Python Lists Vs. NumPy Arrays: A Deep Dive into Memory Layout and Performance Benefits

Exploring allocation differences and efficiency gains

Python Lists Vs. NumPy Arrays: A Deep Dive into Memory Layout and Performance Benefits
Data in NumPy arrays are arranged as compactly as books on a shelf. Photo by Eliabe Costa on Unsplash

In this article, we will delve into the memory design differences between native Python lists and NumPy arrays, revealing why NumPy can provide better performance in many cases.

We will compare data structures, memory allocation, and access methods, showcasing the power of NumPy arrays.


Introduction

Imagine you are preparing to go to the library to find a book. Now, you discover that the library has two shelves:

The first shelf is filled with various exquisite boxes, some containing CDs, some containing pictures, and others containing books.

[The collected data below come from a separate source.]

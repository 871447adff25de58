pub mod config;
pub mod engine;
pub mod schedule;
pub mod thermostat;
pub mod topics;
pub mod types;
pub mod uv;

pub use config::{ConfigError, ControlConfig, HabitatConfig, HardwareConfig, NetworkConfig, UvConfig};
pub use engine::{CycleEngine, FaultSummary, RelayCommand, RelayId, RelayState};
pub use schedule::{LightSchedule, TimeOfDay, Transition};
pub use thermostat::{HeatState, Thermostat};
pub use topics::*;
pub use types::{ControlDecision, SensorSample, TelemetryRecord};
pub use uv::{EnclosureGeometry, UvBand, UvClass};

Only the name of the item is attached to the box.

This represents native Python lists, where each element has its memory space and type information.

However, this approach has a problem: many empty spaces in the boxes, wasting shelf space. Moreover, when you want to find a specific book, you must look inside each box, which takes extra time.

Now let’s look at the second shelf. This time there are no boxes; books, CDs, and pictures are all compactly placed together according to their categories.

This is NumPy arrays, which store data in memory in a continuous fashion, improving space utilization.

Since the items are all grouped by category, you can quickly find a book without having to search through many boxes. This is why NumPy arrays are faster than native Python lists in many operations.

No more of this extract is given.